Among these records, tally each line with the word "TxHash"; the answer is that number alone.

Start of EXCERPTED DATA

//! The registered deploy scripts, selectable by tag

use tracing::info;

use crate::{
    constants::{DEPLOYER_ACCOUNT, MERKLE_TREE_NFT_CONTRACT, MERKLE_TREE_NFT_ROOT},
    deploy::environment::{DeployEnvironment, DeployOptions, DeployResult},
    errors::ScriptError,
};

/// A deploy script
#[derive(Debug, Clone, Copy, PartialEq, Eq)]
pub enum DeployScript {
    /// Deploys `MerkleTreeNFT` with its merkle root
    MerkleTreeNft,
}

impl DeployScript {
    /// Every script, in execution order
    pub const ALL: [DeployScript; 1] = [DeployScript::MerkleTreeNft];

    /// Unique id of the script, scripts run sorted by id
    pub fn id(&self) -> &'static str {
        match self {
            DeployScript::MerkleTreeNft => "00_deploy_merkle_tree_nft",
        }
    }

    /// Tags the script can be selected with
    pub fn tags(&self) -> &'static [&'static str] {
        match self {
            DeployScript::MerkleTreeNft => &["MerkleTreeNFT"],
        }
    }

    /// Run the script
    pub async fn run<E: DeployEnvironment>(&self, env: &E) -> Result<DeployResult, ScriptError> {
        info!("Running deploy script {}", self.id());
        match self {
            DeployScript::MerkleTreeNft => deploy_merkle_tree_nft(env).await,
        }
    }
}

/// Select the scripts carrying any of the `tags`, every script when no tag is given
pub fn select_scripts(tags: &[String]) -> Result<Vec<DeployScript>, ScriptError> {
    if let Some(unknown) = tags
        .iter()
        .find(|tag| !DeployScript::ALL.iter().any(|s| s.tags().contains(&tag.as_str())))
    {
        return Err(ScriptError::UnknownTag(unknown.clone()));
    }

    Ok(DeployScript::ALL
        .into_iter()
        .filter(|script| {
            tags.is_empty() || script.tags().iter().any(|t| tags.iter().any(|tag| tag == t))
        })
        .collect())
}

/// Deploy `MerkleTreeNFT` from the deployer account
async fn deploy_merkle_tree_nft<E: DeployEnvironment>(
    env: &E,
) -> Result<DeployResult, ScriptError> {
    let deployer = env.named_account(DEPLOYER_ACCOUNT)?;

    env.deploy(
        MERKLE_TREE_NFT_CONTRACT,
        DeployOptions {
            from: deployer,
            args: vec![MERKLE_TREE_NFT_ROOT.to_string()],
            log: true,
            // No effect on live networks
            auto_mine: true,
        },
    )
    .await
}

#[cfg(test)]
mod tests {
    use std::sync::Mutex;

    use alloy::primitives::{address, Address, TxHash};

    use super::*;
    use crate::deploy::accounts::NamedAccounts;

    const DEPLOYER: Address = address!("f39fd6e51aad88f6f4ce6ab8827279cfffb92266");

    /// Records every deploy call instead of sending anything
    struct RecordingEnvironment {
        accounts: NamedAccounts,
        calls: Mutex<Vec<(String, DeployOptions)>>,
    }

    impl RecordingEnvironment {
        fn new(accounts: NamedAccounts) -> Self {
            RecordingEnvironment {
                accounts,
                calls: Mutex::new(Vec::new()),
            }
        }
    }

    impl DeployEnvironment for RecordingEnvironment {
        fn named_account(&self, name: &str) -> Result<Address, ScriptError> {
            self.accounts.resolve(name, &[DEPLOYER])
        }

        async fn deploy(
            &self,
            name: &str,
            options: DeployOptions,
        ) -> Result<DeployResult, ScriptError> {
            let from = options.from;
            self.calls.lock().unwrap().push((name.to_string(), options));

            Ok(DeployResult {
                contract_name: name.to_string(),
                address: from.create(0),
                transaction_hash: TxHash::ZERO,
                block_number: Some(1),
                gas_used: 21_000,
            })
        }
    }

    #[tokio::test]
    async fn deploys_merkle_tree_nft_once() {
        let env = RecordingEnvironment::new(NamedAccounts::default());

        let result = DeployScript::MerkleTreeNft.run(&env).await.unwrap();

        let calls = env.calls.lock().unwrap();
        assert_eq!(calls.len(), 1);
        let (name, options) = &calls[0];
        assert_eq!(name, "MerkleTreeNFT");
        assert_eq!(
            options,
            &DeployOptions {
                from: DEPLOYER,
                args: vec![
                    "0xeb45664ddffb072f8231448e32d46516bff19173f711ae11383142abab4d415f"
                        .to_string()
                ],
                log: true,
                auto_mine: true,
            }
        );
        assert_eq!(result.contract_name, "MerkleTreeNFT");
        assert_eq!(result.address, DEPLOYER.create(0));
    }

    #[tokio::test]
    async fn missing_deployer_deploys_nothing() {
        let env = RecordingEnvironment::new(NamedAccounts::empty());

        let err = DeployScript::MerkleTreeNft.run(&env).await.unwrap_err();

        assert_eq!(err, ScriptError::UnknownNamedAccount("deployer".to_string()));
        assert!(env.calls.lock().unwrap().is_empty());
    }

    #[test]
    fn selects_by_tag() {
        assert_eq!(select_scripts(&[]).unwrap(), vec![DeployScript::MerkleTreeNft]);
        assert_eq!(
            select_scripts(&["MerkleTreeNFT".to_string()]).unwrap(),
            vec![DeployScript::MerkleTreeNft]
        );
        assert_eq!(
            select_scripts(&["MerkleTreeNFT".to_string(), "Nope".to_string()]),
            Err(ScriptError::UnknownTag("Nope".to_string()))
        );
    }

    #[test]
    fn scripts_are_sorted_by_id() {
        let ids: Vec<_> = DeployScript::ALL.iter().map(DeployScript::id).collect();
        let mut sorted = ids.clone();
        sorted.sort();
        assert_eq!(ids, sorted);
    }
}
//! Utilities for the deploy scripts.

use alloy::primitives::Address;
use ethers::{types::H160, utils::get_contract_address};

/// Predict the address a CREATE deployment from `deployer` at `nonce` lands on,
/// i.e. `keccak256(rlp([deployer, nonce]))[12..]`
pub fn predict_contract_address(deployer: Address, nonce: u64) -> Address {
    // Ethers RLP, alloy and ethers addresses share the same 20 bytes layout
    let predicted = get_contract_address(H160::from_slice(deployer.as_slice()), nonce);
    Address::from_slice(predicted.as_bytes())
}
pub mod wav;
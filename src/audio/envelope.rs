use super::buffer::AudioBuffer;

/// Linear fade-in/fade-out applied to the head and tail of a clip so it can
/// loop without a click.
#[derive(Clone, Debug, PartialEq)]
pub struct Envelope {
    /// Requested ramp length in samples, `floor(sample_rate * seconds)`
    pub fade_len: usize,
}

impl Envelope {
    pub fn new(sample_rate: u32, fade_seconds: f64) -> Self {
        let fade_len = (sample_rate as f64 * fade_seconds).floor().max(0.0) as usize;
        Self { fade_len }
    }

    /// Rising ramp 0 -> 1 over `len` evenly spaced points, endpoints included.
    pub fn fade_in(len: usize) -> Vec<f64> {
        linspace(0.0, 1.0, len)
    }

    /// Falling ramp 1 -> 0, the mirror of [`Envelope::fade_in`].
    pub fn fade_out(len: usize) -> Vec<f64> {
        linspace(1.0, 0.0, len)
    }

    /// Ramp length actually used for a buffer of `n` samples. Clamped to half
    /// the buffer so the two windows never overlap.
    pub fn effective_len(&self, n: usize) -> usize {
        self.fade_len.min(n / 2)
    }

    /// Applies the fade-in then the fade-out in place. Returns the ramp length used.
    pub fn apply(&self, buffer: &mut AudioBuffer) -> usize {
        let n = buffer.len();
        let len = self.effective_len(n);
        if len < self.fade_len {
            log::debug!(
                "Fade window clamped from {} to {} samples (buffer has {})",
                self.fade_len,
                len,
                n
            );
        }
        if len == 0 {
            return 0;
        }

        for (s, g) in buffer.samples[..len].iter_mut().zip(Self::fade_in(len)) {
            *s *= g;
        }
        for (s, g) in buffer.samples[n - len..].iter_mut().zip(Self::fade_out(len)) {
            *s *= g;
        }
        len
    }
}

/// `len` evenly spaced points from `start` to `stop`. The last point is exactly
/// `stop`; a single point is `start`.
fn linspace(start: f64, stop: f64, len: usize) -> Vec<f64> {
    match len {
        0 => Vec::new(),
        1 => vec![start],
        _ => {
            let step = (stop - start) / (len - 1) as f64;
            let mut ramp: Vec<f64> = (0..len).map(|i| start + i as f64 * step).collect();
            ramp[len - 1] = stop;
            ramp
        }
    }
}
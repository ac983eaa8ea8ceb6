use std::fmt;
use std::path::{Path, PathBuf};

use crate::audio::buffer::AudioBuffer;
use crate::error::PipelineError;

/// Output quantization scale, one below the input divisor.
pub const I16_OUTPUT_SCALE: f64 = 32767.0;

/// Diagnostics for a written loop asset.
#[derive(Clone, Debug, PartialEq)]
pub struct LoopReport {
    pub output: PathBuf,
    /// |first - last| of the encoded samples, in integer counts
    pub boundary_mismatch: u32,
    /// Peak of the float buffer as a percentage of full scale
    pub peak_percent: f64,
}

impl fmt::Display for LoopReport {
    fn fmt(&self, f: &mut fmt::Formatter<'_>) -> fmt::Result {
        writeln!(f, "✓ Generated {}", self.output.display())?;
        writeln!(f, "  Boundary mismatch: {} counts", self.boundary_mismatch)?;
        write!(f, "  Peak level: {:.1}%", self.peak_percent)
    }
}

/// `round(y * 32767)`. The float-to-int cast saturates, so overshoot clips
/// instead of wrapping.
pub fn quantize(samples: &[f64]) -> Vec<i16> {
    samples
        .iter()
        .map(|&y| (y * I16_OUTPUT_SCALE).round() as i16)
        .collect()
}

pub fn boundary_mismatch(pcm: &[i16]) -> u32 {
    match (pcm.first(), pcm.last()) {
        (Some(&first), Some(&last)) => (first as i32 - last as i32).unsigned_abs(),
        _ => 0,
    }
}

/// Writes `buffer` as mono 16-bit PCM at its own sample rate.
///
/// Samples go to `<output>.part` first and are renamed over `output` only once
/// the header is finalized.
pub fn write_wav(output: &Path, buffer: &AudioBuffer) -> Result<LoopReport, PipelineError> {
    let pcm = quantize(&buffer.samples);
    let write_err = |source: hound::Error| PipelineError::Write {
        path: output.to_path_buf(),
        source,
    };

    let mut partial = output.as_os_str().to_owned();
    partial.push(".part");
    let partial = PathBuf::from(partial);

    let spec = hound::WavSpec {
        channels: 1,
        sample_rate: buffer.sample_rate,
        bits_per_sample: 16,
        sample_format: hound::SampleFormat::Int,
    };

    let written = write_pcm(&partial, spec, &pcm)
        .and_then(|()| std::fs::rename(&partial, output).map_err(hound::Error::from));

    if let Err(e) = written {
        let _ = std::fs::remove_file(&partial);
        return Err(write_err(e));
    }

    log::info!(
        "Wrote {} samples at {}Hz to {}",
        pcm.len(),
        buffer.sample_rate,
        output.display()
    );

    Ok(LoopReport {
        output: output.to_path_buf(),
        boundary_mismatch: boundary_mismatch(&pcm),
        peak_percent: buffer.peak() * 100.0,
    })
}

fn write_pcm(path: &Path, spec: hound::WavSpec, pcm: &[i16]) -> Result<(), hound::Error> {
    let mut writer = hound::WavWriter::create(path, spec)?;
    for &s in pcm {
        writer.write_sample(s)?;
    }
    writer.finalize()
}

End of EXCERPTED DATA

■ **COMPLETED TASK**
2